I’ve just finished reading Virginia Woolf’s Mrs Dalloway. Carol Ann Duffy’s introductory piece offers: “We carry poetry, even if we do not write it or read it… Her [Woolf’s] lyric intensity allows her, and us as her readers, to stand inside the lived moment – a woman buying flowers for a party; a couple on a park bench looking up at a skywriting plane; we can see the ‘smoke curtsying’ at a picnic…” Such evocations are far far from the Mass reductions of human existence to one of nine possible categories.
Woolf’s stream of lyrical writing expose that the crude structures of Hollywood aren’t able to reveal. That in fact we are lyrical in how we live and express; but when we enter organisations do we forego such creativity and adopt the social construction of automatons; reducing our language to the stilted spitting tin-tacks loved by our false realities. Hollywood of course can only brook a simple beginning, middle and end. The end has to be climatic, predictable and satisfying. There are no climatic endings in life; death even on the battlefield is frequently marked only by the horror of mundane futility.
Ordinariness is despised by Hollywood as it can’t see that the beauty of existence is in the ordinary moment but only in the plastic heroic moments of its falsehoods.
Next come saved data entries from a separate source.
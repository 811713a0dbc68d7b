//! Error types for LazyRecord.

use std::fmt;

use serde::{Deserialize, Serialize};

use crate::result::Validations;
use crate::value::Value;

/// Result alias used throughout the workspace.
pub type Result<T> = std::result::Result<T, Error>;

/// A right checked through the permission hook before an operation runs.
#[derive(Debug, Clone, Copy, PartialEq, Eq, Hash, Serialize, Deserialize)]
#[serde(rename_all = "lowercase")]
pub enum Right {
    Create,
    Load,
    Update,
    Delete,
}

impl Right {
    pub const fn as_str(&self) -> &'static str {
        match self {
            Right::Create => "create",
            Right::Load => "load",
            Right::Update => "update",
            Right::Delete => "delete",
        }
    }
}

impl fmt::Display for Right {
    fn fmt(&self, f: &mut fmt::Formatter<'_>) -> fmt::Result {
        f.write_str(self.as_str())
    }
}

/// The error taxonomy.
///
/// Lifecycle operations never return these directly; they fold them into an
/// [`OperationResult`](crate::OperationResult) whose message is the `Display` text.
/// Relationship resolution and schema construction surface them as hard errors.
#[derive(Debug, Clone, PartialEq, thiserror::Error)]
pub enum Error {
    #[error("Empty arguments")]
    EmptyInput,

    #[error("Permission denied. Can not {right} record.")]
    PermissionDenied { right: Right },

    #[error("Validation failed.")]
    ValidationFailed { outcomes: Validations },

    /// The record has no primary key value to act on.
    #[error("Record is not loaded, {detail}")]
    NotLoaded { detail: &'static str },

    #[error("The value of primary key is undefined.")]
    PrimaryKeyUndefined,

    /// A load matched no row.
    #[error("Data load failed.")]
    LoadFailed,

    #[error("Type constraint violation on column {column}: expected {expected}, got {value:?}")]
    TypeConstraintViolation {
        column: String,
        value: Value,
        expected: String,
    },

    #[error("Unsupported validator on column {column}: {detail}")]
    UnsupportedValidatorShape { column: String, detail: String },

    /// A fault raised by the connection or driver.
    #[error("{message}")]
    Storage { message: String },

    #[error("Relationship {relation} is misconfigured: {message}")]
    RelationshipConfiguration { relation: String, message: String },

    /// A junction row could not be written while creating through a many-to-many relation.
    #[error("{relation} create failed.")]
    JunctionCreate { relation: String, message: String },

    #[error("Invalid schema {schema}: {message}")]
    InvalidSchema { schema: String, message: String },

    #[error("Schema {0} not found.")]
    SchemaNotFound(String),

    #[error("data source {0} not found.")]
    DataSourceNotFound(String),

    #[error("Serialization failed: {0}")]
    Serialization(String),
}

impl Error {
    /// Shorthand for a storage fault.
    pub fn storage(message: impl Into<String>) -> Self {
        Error::Storage {
            message: message.into(),
        }
    }

    pub fn relationship(relation: impl Into<String>, message: impl Into<String>) -> Self {
        Error::RelationshipConfiguration {
            relation: relation.into(),
            message: message.into(),
        }
    }

    pub fn invalid_schema(schema: impl Into<String>, message: impl Into<String>) -> Self {
        Error::InvalidSchema {
            schema: schema.into(),
            message: message.into(),
        }
    }

    /// Whether this error indicates a programming or configuration mistake rather than
    /// a per-call failure.
    pub fn is_configuration(&self) -> bool {
        matches!(
            self,
            Error::UnsupportedValidatorShape { .. }
                | Error::RelationshipConfiguration { .. }
                | Error::InvalidSchema { .. }
                | Error::SchemaNotFound(_)
                | Error::DataSourceNotFound(_)
        )
    }
}

impl From<serde_json::Error> for Error {
    fn from(err: serde_json::Error) -> Self {
        Error::Serialization(err.to_string())
    }
}

#[cfg(test)]
mod tests {
    use super::*;

    #[test]
    fn test_messages() {
        assert_eq!(Error::EmptyInput.to_string(), "Empty arguments");
        assert_eq!(
            Error::PermissionDenied {
                right: Right::Create
            }
            .to_string(),
            "Permission denied. Can not create record."
        );
        assert_eq!(
            Error::NotLoaded {
                detail: "Record delete failed."
            }
            .to_string(),
            "Record is not loaded, Record delete failed."
        );
        assert_eq!(Error::LoadFailed.to_string(), "Data load failed.");
        assert_eq!(
            Error::DataSourceNotFound("master".into()).to_string(),
            "data source master not found."
        );
        assert_eq!(
            Error::JunctionCreate {
                relation: "book_tags".into(),
                message: "boom".into()
            }
            .to_string(),
            "book_tags create failed."
        );
    }

    #[test]
    fn test_configuration_classification() {
        assert!(Error::relationship("tags", "missing").is_configuration());
        assert!(!Error::storage("disk full").is_configuration());
        assert!(!Error::EmptyInput.is_configuration());
    }
}
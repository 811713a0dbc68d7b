//! Scripted in-memory connection for tests.
//!
//! `MockConnection` records every executed statement with its bound parameters and
//! answers queries from a queue of canned row sets. It never parses SQL beyond looking
//! at the leading keyword and a trailing `RETURNING` clause.

use std::collections::VecDeque;
use std::sync::{Arc, Mutex, MutexGuard, PoisonError};

use crate::connection::{Connection, ConnectionProvider, Statement};
use crate::driver::{Dialect, QueryDriver};
use crate::error::{Error, Result};
use crate::row::Row;
use crate::value::Value;

/// A statement executed against a [`MockConnection`].
#[derive(Debug, Clone, PartialEq)]
pub struct ExecutedStatement {
    pub sql: String,
    pub params: Vec<Value>,
}

#[derive(Debug, Default)]
struct MockState {
    executed: Vec<ExecutedStatement>,
    responses: VecDeque<Vec<Row>>,
    last_id: i64,
    last_insert_id: Option<Value>,
    fail_next: Option<String>,
    fail_matching: Vec<(String, String)>,
}

/// A connection that logs statements and replays queued results.
///
/// - `SELECT` statements, and statements with a `RETURNING` clause, consume the next
///   queued row set (an empty result when the queue is empty).
/// - `INSERT` statements advance an id counter that backs `last_insert_id`. An INSERT
///   with `RETURNING <col>` and no queued row set returns `{col: id}`.
#[derive(Debug, Default)]
pub struct MockConnection {
    state: Mutex<MockState>,
}

impl MockConnection {
    pub fn new() -> Self {
        Self::default()
    }

    fn state(&self) -> MutexGuard<'_, MockState> {
        self.state.lock().unwrap_or_else(PoisonError::into_inner)
    }

    /// Queue the result set for the next query.
    pub fn push_rows(&self, rows: Vec<Row>) {
        self.state().responses.push_back(rows);
    }

    /// Queue a single-row result set.
    pub fn push_row(&self, row: Row) {
        self.push_rows(vec![row]);
    }

    /// Queue an empty result set.
    pub fn push_empty(&self) {
        self.push_rows(Vec::new());
    }

    /// Fail the next executed statement with a storage fault.
    pub fn fail_next(&self, message: impl Into<String>) {
        self.state().fail_next = Some(message.into());
    }

    /// Fail the first statement whose SQL contains `fragment`.
    pub fn fail_matching(&self, fragment: impl Into<String>, message: impl Into<String>) {
        self.state()
            .fail_matching
            .push((fragment.into(), message.into()));
    }

    /// The next INSERT will report `id` as its generated key.
    pub fn set_next_id(&self, id: i64) {
        self.state().last_id = id - 1;
    }

    pub fn executed(&self) -> Vec<ExecutedStatement> {
        self.state().executed.clone()
    }

    /// SQL text of every executed statement, in order.
    pub fn statements(&self) -> Vec<String> {
        self.state()
            .executed
            .iter()
            .map(|e| e.sql.clone())
            .collect()
    }

    pub fn execute_count(&self) -> usize {
        self.state().executed.len()
    }

    pub fn last_executed(&self) -> Option<ExecutedStatement> {
        self.state().executed.last().cloned()
    }

    pub fn clear_log(&self) {
        self.state().executed.clear();
    }
}

fn leading_keyword(sql: &str) -> String {
    sql.split_whitespace()
        .next()
        .unwrap_or_default()
        .to_ascii_uppercase()
}

fn returning_column(sql: &str) -> Option<&str> {
    let upper = sql.to_ascii_uppercase();
    let at = upper.rfind(" RETURNING ")?;
    sql.get(at + " RETURNING ".len()..)
        .map(|rest| rest.trim().trim_matches(|c| c == '"' || c == '`'))
}

struct MockStatement<'a> {
    conn: &'a MockConnection,
    sql: String,
    rows: VecDeque<Row>,
}

impl Statement for MockStatement<'_> {
    fn execute(&mut self, params: &[Value]) -> Result<()> {
        let mut state = self.conn.state();
        state.executed.push(ExecutedStatement {
            sql: self.sql.clone(),
            params: params.to_vec(),
        });

        if let Some(message) = state.fail_next.take() {
            return Err(Error::storage(message));
        }
        if let Some(pos) = state
            .fail_matching
            .iter()
            .position(|(fragment, _)| self.sql.contains(fragment.as_str()))
        {
            let (_, message) = state.fail_matching.remove(pos);
            return Err(Error::storage(message));
        }

        let keyword = leading_keyword(&self.sql);
        if keyword == "INSERT" {
            state.last_id += 1;
            state.last_insert_id = Some(Value::Int(state.last_id));
        }

        let returning = returning_column(&self.sql);
        if keyword == "SELECT" || returning.is_some() {
            let rows = match state.responses.pop_front() {
                Some(rows) => rows,
                None => match (keyword.as_str(), returning) {
                    ("INSERT", Some(column)) => {
                        vec![Row::from_pairs([(column, Value::Int(state.last_id))])]
                    }
                    _ => Vec::new(),
                },
            };
            self.rows = rows.into();
        }
        Ok(())
    }

    fn fetch_row(&mut self) -> Result<Option<Row>> {
        Ok(self.rows.pop_front())
    }
}

impl Connection for MockConnection {
    fn prepare(&self, sql: &str) -> Result<Box<dyn Statement + '_>> {
        Ok(Box::new(MockStatement {
            conn: self,
            sql: sql.to_string(),
            rows: VecDeque::new(),
        }))
    }

    fn last_insert_id(&self) -> Result<Option<Value>> {
        Ok(self.state().last_insert_id.clone())
    }
}

/// Serves one [`MockConnection`] for every data source id and records which ids were
/// asked for.
#[derive(Debug)]
pub struct MockProvider {
    connection: Arc<MockConnection>,
    driver: QueryDriver,
    requests: Mutex<Vec<String>>,
}

impl MockProvider {
    pub fn new(connection: Arc<MockConnection>, driver: QueryDriver) -> Self {
        Self {
            connection,
            driver,
            requests: Mutex::new(Vec::new()),
        }
    }

    pub fn sqlite(connection: Arc<MockConnection>) -> Self {
        Self::new(connection, QueryDriver::new(Dialect::Sqlite))
    }

    /// Data source ids passed to `connection`, in order.
    pub fn requested_sources(&self) -> Vec<String> {
        self.requests
            .lock()
            .unwrap_or_else(PoisonError::into_inner)
            .clone()
    }
}

impl ConnectionProvider for MockProvider {
    fn connection(&self, source_id: &str) -> Result<Arc<dyn Connection>> {
        self.requests
            .lock()
            .unwrap_or_else(PoisonError::into_inner)
            .push(source_id.to_string());
        Ok(Arc::clone(&self.connection) as Arc<dyn Connection>)
    }

    fn query_driver(&self, _source_id: &str) -> Result<QueryDriver> {
        Ok(self.driver)
    }
}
Woolf and the William Faulkners see the whole breadth where the mass market cinematographer has no concept of self as the lyrical being. But ordinary fractional moments are the stuff of human existence. If we bend ourselves to ‘seeing’ and ‘hearing’ the intimate and meaningful ‘now’ we exist as us rather than as labelled constructions from the test tube.
I’d suggest a visit to Roni’s little show in the Royal Exchange Square disrupts these notions more powerfully than words. Plus the cafe below has chairs for dozing in and the library is as civilised as they get.
Also worth visiting is Jeremy Millar’s installation at Glasgow’s CCA in Sauchiehall Street. Cranberry scones feed the inner person too! Staff are interested and engaged.